Dataset entries
********************
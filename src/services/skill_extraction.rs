//! Best-effort keyword heuristics over CV text.
//!
//! Matching is plain substring containment on the lowercased text, so "sql"
//! also hits "nosql" and "java" hits "javascript". Scores computed downstream
//! depend on exactly this behaviour.

pub const KNOWN_SKILLS: [&str; 21] = [
    "c#",
    "dotnet",
    "asp.net",
    "sql",
    "entity framework",
    "angular",
    "react",
    "javascript",
    "typescript",
    "azure",
    "aws",
    "docker",
    "kubernetes",
    "python",
    "java",
    "node",
    "html",
    "css",
    "git",
    "rest api",
    "microservices",
];

const CERTIFICATION_PHRASES: [(&str, &str); 4] = [
    ("aws certified", "AWS Certified"),
    ("azure certified", "Azure Certified"),
    ("scrum", "Scrum"),
    ("pmp", "PMP"),
];

const MAX_YEARS_SCANNED: i32 = 20;

/// Vocabulary terms found anywhere in `text`, in vocabulary order.
pub fn extract_skills(text: &str) -> Vec<String> {
    let lower = text.to_lowercase();
    KNOWN_SKILLS
        .iter()
        .filter(|skill| lower.contains(*skill))
        .map(|skill| skill.to_string())
        .collect()
}

/// Trims, lowercases and de-duplicates, keeping first-seen order. Blank
/// entries are dropped.
pub fn normalize_skills<I, S>(skills: I) -> Vec<String>
where
    I: IntoIterator<Item = S>,
    S: AsRef<str>,
{
    let mut normalized: Vec<String> = Vec::new();
    for skill in skills {
        let skill = skill.as_ref().trim();
        if skill.is_empty() {
            continue;
        }
        let lower = skill.to_lowercase();
        if !normalized.contains(&lower) {
            normalized.push(lower);
        }
    }
    normalized
}

/// Largest `N` in 20..=1 for which "`N` years" or "`N`+ years" occurs, else 0.
pub fn infer_years_of_experience(text: &str) -> i32 {
    let lower = text.to_lowercase();
    (1..=MAX_YEARS_SCANNED)
        .rev()
        .find(|years| {
            lower.contains(&format!("{}+ years", years)) || lower.contains(&format!("{} years", years))
        })
        .unwrap_or(0)
}

pub fn infer_certifications(text: &str) -> String {
    let lower = text.to_lowercase();
    CERTIFICATION_PHRASES
        .iter()
        .filter(|(phrase, _)| lower.contains(phrase))
        .map(|(_, label)| *label)
        .collect::<Vec<_>>()
        .join(", ")
}

#[cfg(test)]
mod tests {
    use super::*;

    #[test]
    fn extracts_vocabulary_terms_case_insensitively() {
        let skills = extract_skills("Senior C# developer, SQL Server, Azure and Docker.");
        assert_eq!(skills, vec!["c#", "sql", "azure", "docker"]);
    }

    #[test]
    fn substring_matches_are_kept() {
        let skills = extract_skills("Worked with NoSQL stores and JavaScript");
        assert!(skills.contains(&"sql".to_string()));
        assert!(skills.contains(&"java".to_string()));
        assert!(skills.contains(&"javascript".to_string()));
    }

    #[test]
    fn normalize_trims_lowercases_and_dedupes() {
        let skills = normalize_skills(vec![" C# ", "sql", "", "SQL", "   ", "Azure"]);
        assert_eq!(skills, vec!["c#", "sql", "azure"]);
    }

    #[test]
    fn years_prefers_the_largest_match() {
        assert_eq!(infer_years_of_experience("I have 3 years in QA and 12+ years overall"), 12);
        assert_eq!(infer_years_of_experience("5 Years of Rust"), 5);
        assert_eq!(infer_years_of_experience("fresh graduate"), 0);
    }

    #[test]
    fn years_scan_is_a_substring_scan() {
        // "25 years" contains "5 years"; 25 is outside the scanned range.
        assert_eq!(infer_years_of_experience("25 years"), 5);
    }

    #[test]
    fn certifications_follow_fixed_order() {
        assert_eq!(
            infer_certifications("PMP holder, Certified Scrum Master, AWS Certified Developer"),
            "AWS Certified, Scrum, PMP"
        );
        assert_eq!(infer_certifications("no certs"), "");
    }
}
********************
◆ GOAL OF THE EXERCISE:
Collect every line above that contains the word "Scrum".

◆ OUTPUT FOR THIS TASK:
    ("scrum", "Scrum"),
            infer_certifications("PMP holder, Certified Scrum Master, AWS Certified Developer"),
            "AWS Certified, Scrum, PMP"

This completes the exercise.